El vino es autónomo en su producción, es religioso y político, saludable y a veces nocivo. Pero, sobre todo, es literario. Por su estilo seductor, por su empatía con los espíritus creativos, el vino se ha convertido en un típico personaje libresco: en una suerte de sospechoso habitual para el mundo del arte. Shakespeare fue uno de los pocos que lo desdeñó, tal vez pensando en los borrachines impertinentes, pues dijo que esa agua turbia “degradaba el carácter”. En cambio el Quijote y Sancho, que eran ibéricos, lo tomaban a cada rato en sus recorridos, y en la novela de Cervantes el vino aparece en más de cuarenta ocasiones. D’Artagnan también supo brindar con sus compañeros mosqueteros Athos, Porthos y Aramis, y juntos precedían con un trago la acción de sus sables y sus mosquetes.
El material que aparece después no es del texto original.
//! Persisted templates: one JSON blob per file, file stem = display label.

use crate::types::Template;
use std::path::{Path, PathBuf};
use thiserror::Error;

const EXTENSION: &str = "json";

#[derive(Error, Debug)]
pub enum TemplateStoreError {
    #[error("{}: {source}", path.display())]
    Io {
        path: PathBuf,
        #[source]
        source: std::io::Error,
    },
    #[error("{}: {source}", path.display())]
    Json {
        path: PathBuf,
        #[source]
        source: serde_json::Error,
    },
    #[error("invalid label {0:?}")]
    InvalidLabel(String),
}

/// Write `template` to `<dir>/<label>.json`, creating `dir` if needed.
pub fn save(dir: &Path, label: &str, template: &Template) -> Result<PathBuf, TemplateStoreError> {
    if label.is_empty() || label.contains(['/', '\\']) || label.starts_with('.') {
        return Err(TemplateStoreError::InvalidLabel(label.to_string()));
    }

    std::fs::create_dir_all(dir).map_err(|source| TemplateStoreError::Io {
        path: dir.to_path_buf(),
        source,
    })?;

    let path = dir.join(format!("{label}.{EXTENSION}"));
    let blob = serde_json::to_vec(template).map_err(|source| TemplateStoreError::Json {
        path: path.clone(),
        source,
    })?;
    std::fs::write(&path, blob).map_err(|source| TemplateStoreError::Io {
        path: path.clone(),
        source,
    })?;

    tracing::debug!(path = %path.display(), "template saved");
    Ok(path)
}

/// Read every `*.json` template in `dir`, sorted by label.
///
/// Blobs that fail to parse are skipped with a warning.
pub fn load(dir: &Path) -> Result<Vec<(String, Template)>, TemplateStoreError> {
    let read = std::fs::read_dir(dir).map_err(|source| TemplateStoreError::Io {
        path: dir.to_path_buf(),
        source,
    })?;

    let mut paths = Vec::new();
    for entry in read {
        let path = entry
            .map_err(|source| TemplateStoreError::Io {
                path: dir.to_path_buf(),
                source,
            })?
            .path();
        if path.is_file() && path.extension().and_then(|e| e.to_str()) == Some(EXTENSION) {
            paths.push(path);
        }
    }
    paths.sort();

    let mut templates = Vec::with_capacity(paths.len());
    for path in paths {
        let Some(label) = path.file_stem().and_then(|s| s.to_str()).map(str::to_string) else {
            continue;
        };
        let blob = std::fs::read(&path).map_err(|source| TemplateStoreError::Io {
            path: path.clone(),
            source,
        })?;
        match serde_json::from_slice::<Template>(&blob) {
            Ok(template) => templates.push((label, template)),
            Err(e) => {
                tracing::warn!(path = %path.display(), error = %e, "unreadable template, skipped");
            }
        }
    }

    Ok(templates)
}

#[cfg(test)]
mod tests {
    use super::*;

    fn template(v: f32) -> Template {
        Template { values: vec![v, 1.0 - v], method: Some("test".into()) }
    }

    #[test]
    fn test_save_then_load_sorted_by_label() {
        let dir = tempfile::tempdir().unwrap();
        save(dir.path(), "zoe", &template(0.1)).unwrap();
        save(dir.path(), "adam", &template(0.9)).unwrap();

        let loaded = load(dir.path()).unwrap();
        let labels: Vec<_> = loaded.iter().map(|(l, _)| l.as_str()).collect();
        assert_eq!(labels, vec!["adam", "zoe"]);
        assert_eq!(loaded[0].1.values, vec![0.9, 1.0 - 0.9]);
    }

    #[test]
    fn test_corrupt_blob_and_other_files_skipped() {
        let dir = tempfile::tempdir().unwrap();
        save(dir.path(), "ok", &template(0.5)).unwrap();
        std::fs::write(dir.path().join("broken.json"), b"{not json").unwrap();
        std::fs::write(dir.path().join("notes.txt"), b"hello").unwrap();

        let loaded = load(dir.path()).unwrap();
        assert_eq!(loaded.len(), 1);
        assert_eq!(loaded[0].0, "ok");
    }

    #[test]
    fn test_invalid_labels_rejected() {
        let dir = tempfile::tempdir().unwrap();
        for label in ["", "a/b", ".hidden"] {
            assert!(matches!(
                save(dir.path(), label, &template(0.0)),
                Err(TemplateStoreError::InvalidLabel(_))
            ));
        }
    }

    #[test]
    fn test_missing_dir_is_error() {
        assert!(load(Path::new("/nonexistent/templates")).is_err());
    }
}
Neruda destapó incontables botellas chilenas, y compuso una Oda al vino:
Vino, estrellado hijo de la tierra, vino,
liso como una espada de oro,
suave como un desordenado terciopelo,
vino encaracolado y suspendido,
amoroso,
marino.
Federico García Lorca, andaluz apasionado, fue más allá:
Me gustaría ser todo de vino
y beberme
yo mismo.
Pero el caso favorito es el de Julio Ramón Ribeyro. En sus diarios, publicados bajo el título de La tentación del fracaso, el escritor peruano demuestra sin arrogancia un amplio conocimiento sobre el vino. Pero no es su erudición lo que cautiva, sino el amor que demuestra hacia la bebida. Ribeyro vivió en París temporadas de pobreza genuina, y para alimentar sus apetitos principales —vino y cigarrillos— vendió los ejemplares más valiosos de su biblioteca.
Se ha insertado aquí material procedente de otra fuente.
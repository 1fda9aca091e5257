//! Per-stream track state shared between the event consumer and the renderer.

use crate::types::{Frame, FrameId, Sample, TrackId};
use crate::gateway::TrackedSample;
use std::collections::BTreeMap;
use std::sync::{Mutex, MutexGuard, PoisonError};
use std::time::{Duration, Instant};
use thiserror::Error;

#[derive(Error, Debug, Clone, PartialEq, Eq)]
pub enum TrackError {
    #[error("stream {stream_id}: no track {track_id}")]
    UnknownTrack { stream_id: usize, track_id: TrackId },
    #[error("stream {stream_id}: track {track_id} reported lost twice")]
    AlreadyLost { stream_id: usize, track_id: TrackId },
    #[error("stream {stream_id}: match reported for lost track {track_id}")]
    MatchOnLostTrack { stream_id: usize, track_id: TrackId },
}

/// Transient state of one tracked face.
#[derive(Debug, Clone)]
pub struct TrackState {
    pub sample: Sample,
    /// Frame of the latest sample.
    pub frame_id: FrameId,
    pub lost: bool,
    pub weak: bool,
    pub lost_at: Option<Instant>,
    pub matched_gallery_index: Option<usize>,
    /// 1.0 while live, falls towards 0.0 after loss.
    pub fade_ratio: f32,
}

impl TrackState {
    fn new(sample: Sample, weak: bool) -> Self {
        Self {
            frame_id: sample.frame_id,
            sample,
            lost: false,
            weak,
            lost_at: None,
            matched_gallery_index: None,
            fade_ratio: 1.0,
        }
    }
}

/// Copy of the table taken for drawing.
#[derive(Debug, Clone)]
pub struct Snapshot {
    pub frame_id: FrameId,
    pub frame: Frame,
    pub tracks: BTreeMap<TrackId, TrackState>,
}

struct TableState {
    frame: Option<(FrameId, Frame)>,
    tracks: BTreeMap<TrackId, TrackState>,
    updated: bool,
}

/// Fade ratio of a track lost `elapsed` ago, or `None` once it should be removed.
pub fn fade_ratio(elapsed: Duration, timeout: Duration) -> Option<f32> {
    if elapsed < timeout {
        Some(1.0 - elapsed.as_secs_f32() / timeout.as_secs_f32())
    } else {
        None
    }
}

pub struct TrackTable {
    stream_id: usize,
    fade_timeout: Duration,
    state: Mutex<TableState>,
}

impl TrackTable {
    pub fn new(stream_id: usize, fade_timeout: Duration) -> Self {
        Self {
            stream_id,
            fade_timeout,
            state: Mutex::new(TableState {
                frame: None,
                tracks: BTreeMap::new(),
                updated: false,
            }),
        }
    }

    fn lock(&self) -> MutexGuard<'_, TableState> {
        self.state.lock().unwrap_or_else(PoisonError::into_inner)
    }

    /// A sample for a lost track starts a new lifetime: the track is live again
    /// and may be lost once more. Its gallery match is kept.
    fn upsert_locked(state: &mut TableState, track_id: TrackId, sample: Sample, weak: bool) {
        match state.tracks.get_mut(&track_id) {
            Some(track) => {
                track.frame_id = sample.frame_id;
                track.sample = sample;
                track.weak = weak;
                track.lost = false;
                track.lost_at = None;
                track.fade_ratio = 1.0;
            }
            None => {
                state.tracks.insert(track_id, TrackState::new(sample, weak));
            }
        }
        state.updated = true;
    }

    /// Create or refresh a live track.
    pub fn upsert(&self, track_id: TrackId, sample: Sample, weak: bool) {
        let mut state = self.lock();
        Self::upsert_locked(&mut state, track_id, sample, weak);
    }

    /// Record the frame a tracking result refers to and refresh every track in it.
    pub fn apply_tracking(&self, frame_id: FrameId, frame: Frame, samples: &[TrackedSample]) {
        let mut state = self.lock();
        state.frame = Some((frame_id, frame));
        state.updated = true;
        for tracked in samples {
            Self::upsert_locked(
                &mut state,
                tracked.sample.track_id,
                tracked.sample.clone(),
                tracked.weak,
            );
        }
    }

    /// Mark a live track as lost. Replaces its sample with `best_sample` when given.
    pub fn mark_lost(
        &self,
        track_id: TrackId,
        best_sample: Option<Sample>,
        now: Instant,
    ) -> Result<(), TrackError> {
        let mut state = self.lock();
        let track = state.tracks.get_mut(&track_id).ok_or(TrackError::UnknownTrack {
            stream_id: self.stream_id,
            track_id,
        })?;

        if track.lost {
            return Err(TrackError::AlreadyLost {
                stream_id: self.stream_id,
                track_id,
            });
        }

        track.lost = true;
        track.lost_at = Some(now);
        if let Some(sample) = best_sample {
            track.sample = sample;
        }
        state.updated = true;
        Ok(())
    }

    pub fn mark_matched(&self, track_id: TrackId, gallery_index: usize) -> Result<(), TrackError> {
        let mut state = self.lock();
        let track = state.tracks.get_mut(&track_id).ok_or(TrackError::UnknownTrack {
            stream_id: self.stream_id,
            track_id,
        })?;

        if track.lost {
            return Err(TrackError::MatchOnLostTrack {
                stream_id: self.stream_id,
                track_id,
            });
        }

        track.matched_gallery_index = Some(gallery_index);
        state.updated = true;
        Ok(())
    }

    /// Copy the current frame and tracks. `None` until the first tracking result.
    pub fn snapshot(&self) -> Option<Snapshot> {
        let state = self.lock();
        let (frame_id, frame) = state.frame.clone()?;
        Some(Snapshot {
            frame_id,
            frame,
            tracks: state.tracks.clone(),
        })
    }

    /// Fade and remove lost tracks, then snapshot if anything changed since the last call.
    pub fn refresh(&self, now: Instant) -> Option<Snapshot> {
        let mut state = self.lock();
        let timeout = self.fade_timeout;
        let mut any_lost = false;

        state.tracks.retain(|_, track| {
            if !track.lost {
                return true;
            }
            any_lost = true;
            let elapsed = track
                .lost_at
                .map(|at| now.saturating_duration_since(at))
                .unwrap_or_default();
            match fade_ratio(elapsed, timeout) {
                Some(ratio) => {
                    track.fade_ratio = ratio;
                    true
                }
                None => false,
            }
        });

        if any_lost {
            state.updated = true;
        }
        if !state.updated {
            return None;
        }
        state.updated = false;

        let (frame_id, frame) = state.frame.clone()?;
        Some(Snapshot {
            frame_id,
            frame,
            tracks: state.tracks.clone(),
        })
    }

    pub fn len(&self) -> usize {
        self.lock().tracks.len()
    }

    pub fn is_empty(&self) -> bool {
        self.lock().tracks.is_empty()
    }

    pub fn get(&self, track_id: TrackId) -> Option<TrackState> {
        self.lock().tracks.get(&track_id).cloned()
    }
}

#[cfg(test)]
mod tests {
    use super::*;
    use crate::types::BoundingBox;
    use image::RgbImage;
    use std::sync::Arc;

    const TIMEOUT: Duration = Duration::from_millis(5000);

    fn sample(track_id: TrackId, frame_id: FrameId) -> Sample {
        Sample {
            track_id,
            frame_id,
            face: BoundingBox {
                x: 10.0, y: 10.0, width: 20.0, height: 20.0, confidence: 0.9, landmarks: None,
            },
            crop: Arc::new(RgbImage::new(8, 8)),
            crop_origin: (10, 10),
        }
    }

    fn tracked(track_id: TrackId, frame_id: FrameId) -> TrackedSample {
        TrackedSample { sample: sample(track_id, frame_id), weak: false, quality: 0.9 }
    }

    fn table_with_frame() -> TrackTable {
        let table = TrackTable::new(0, TIMEOUT);
        table.apply_tracking(1, Frame::new(RgbImage::new(4, 4), 1), &[tracked(7, 1)]);
        table
    }

    #[test]
    fn test_upsert_creates_then_updates() {
        let table = TrackTable::new(0, TIMEOUT);
        table.upsert(1, sample(1, 1), true);
        table.upsert(1, sample(1, 2), false);
        assert_eq!(table.len(), 1);
        let t = table.get(1).unwrap();
        assert_eq!(t.frame_id, 2);
        assert!(!t.weak);
        assert!(!t.lost);
    }

    #[test]
    fn test_mark_lost_once() {
        let table = table_with_frame();
        let now = Instant::now();
        table.mark_lost(7, None, now).unwrap();
        assert_eq!(
            table.mark_lost(7, None, now).unwrap_err(),
            TrackError::AlreadyLost { stream_id: 0, track_id: 7 }
        );
    }

    #[test]
    fn test_tracking_revives_lost_track_for_a_new_lifetime() {
        let table = table_with_frame();
        table.mark_matched(7, 2).unwrap();
        let now = Instant::now();
        table.mark_lost(7, None, now).unwrap();

        table.apply_tracking(2, Frame::new(RgbImage::new(4, 4), 2), &[tracked(7, 2)]);
        let t = table.get(7).unwrap();
        assert!(!t.lost);
        assert_eq!(t.lost_at, None);
        assert_eq!(t.fade_ratio, 1.0);
        assert_eq!(t.frame_id, 2);
        assert_eq!(t.matched_gallery_index, Some(2));

        // One loss per lifetime: the revived track may be lost again, once.
        table.mark_lost(7, None, now).unwrap();
        assert_eq!(
            table.mark_lost(7, None, now).unwrap_err(),
            TrackError::AlreadyLost { stream_id: 0, track_id: 7 }
        );
    }

    #[test]
    fn test_mark_lost_replaces_sample_with_best() {
        let table = table_with_frame();
        table.mark_lost(7, Some(sample(7, 99)), Instant::now()).unwrap();
        let t = table.get(7).unwrap();
        assert!(t.lost);
        assert_eq!(t.sample.frame_id, 99);
        // The drawn frame id stays the one of the last live sample.
        assert_eq!(t.frame_id, 1);
    }

    #[test]
    fn test_mark_lost_unknown_track() {
        let table = TrackTable::new(2, TIMEOUT);
        assert_eq!(
            table.mark_lost(5, None, Instant::now()).unwrap_err(),
            TrackError::UnknownTrack { stream_id: 2, track_id: 5 }
        );
    }

    #[test]
    fn test_mark_matched_rejects_lost_track() {
        let table = table_with_frame();
        table.mark_matched(7, 3).unwrap();
        assert_eq!(table.get(7).unwrap().matched_gallery_index, Some(3));
        table.mark_lost(7, None, Instant::now()).unwrap();
        assert_eq!(
            table.mark_matched(7, 4).unwrap_err(),
            TrackError::MatchOnLostTrack { stream_id: 0, track_id: 7 }
        );
    }

    #[test]
    fn test_fade_ratio_monotonic_and_removal_at_timeout() {
        let mut prev = f32::INFINITY;
        for ms in (0..5000).step_by(250) {
            let r = fade_ratio(Duration::from_millis(ms), TIMEOUT).unwrap();
            assert!((0.0..=1.0).contains(&r));
            assert!(r <= prev);
            prev = r;
        }
        assert_eq!(fade_ratio(Duration::ZERO, TIMEOUT), Some(1.0));
        assert_eq!(fade_ratio(TIMEOUT, TIMEOUT), None);
        assert_eq!(fade_ratio(Duration::from_millis(7000), TIMEOUT), None);
    }

    #[test]
    fn test_refresh_fades_then_removes() {
        let table = table_with_frame();
        let lost_at = Instant::now();
        table.mark_lost(7, None, lost_at).unwrap();

        let snap = table.refresh(lost_at + Duration::from_millis(2500)).unwrap();
        let ratio = snap.tracks[&7].fade_ratio;
        assert!((ratio - 0.5).abs() < 1e-3, "ratio {ratio}");

        let snap = table.refresh(lost_at + Duration::from_millis(5000)).unwrap();
        assert!(snap.tracks.is_empty());
        assert!(table.is_empty());
    }

    #[test]
    fn test_refresh_skips_when_unchanged() {
        let table = table_with_frame();
        let now = Instant::now();
        assert!(table.refresh(now).is_some());
        assert!(table.refresh(now).is_none());
        table.mark_matched(7, 0).unwrap();
        assert!(table.refresh(now).is_some());
    }

    #[test]
    fn test_refresh_without_frame_yields_nothing() {
        let table = TrackTable::new(0, TIMEOUT);
        table.upsert(1, sample(1, 1), false);
        assert!(table.refresh(Instant::now()).is_none());
        assert!(table.snapshot().is_none());
    }

    #[test]
    fn test_snapshot_is_detached_copy() {
        let table = table_with_frame();
        let snap = table.snapshot().unwrap();
        table.mark_matched(7, 1).unwrap();
        assert_eq!(snap.tracks[&7].matched_gallery_index, None);
        assert_eq!(snap.frame_id, 1);
    }
}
Era un trueque difícil: Ribeyro debía escoger entre dos bienes supremos. Y forzado a decidir, renunció a la letra impresa.
El vino es autónomo, religioso, político, saludable, a veces nocivo y muchas veces literario. Pero, sobre todo, es amistoso. El vino convoca la dulce pasión del amor. El vino acerca y hermana.
Por eso, cuando el bebedor entendido prueba uno de mal sabor, cuando tropieza con un líquido que no honra su historia, lo califica enseguida, con justicia, como un vino “peleón”.
La palabra licor no es una denominación genérica para las bebidas alcohólicas: técnicamente se refiere a un grupo de bebidas (liqueurs) muy elaboradas, herencia directa de los alquimistas y, por lo tanto, rodeadas de un halo de secreto.
- El Museo Ampelográfico de Madrid guarda una colección de más de tres mil clases de uvas con las que se hace vino. La temperatura debe estar entre 15 y 30 grados centígrados; un poco más de frío o de calor inhibe el crecimiento y la maduración de cada racimo de uva. La ampelografía es el estudio de los tipos de uvas y la manera de cultivarlas.
- De acuerdo con la cantidad de azúcar, los vinos se clasifican en secos, que tienen muy poca azúcar (entre 1 y 3 gramos por litro); abocados (entre 5 y 15 gramos por litro); semisecos (entre 15 y 30 gramos por litro); semidulces (30 a 50 gramos por litro) y dulces (de 30 a 50 gramos por litro).
- No es verdad que mientras más añejo el vino, es mejor. Algunos a partir de los cinco años y otros a partir de los diez años empiezan a decaer. Sólo los vinos muy estructurados y finos continúan mejorando en la botella después de los diez años.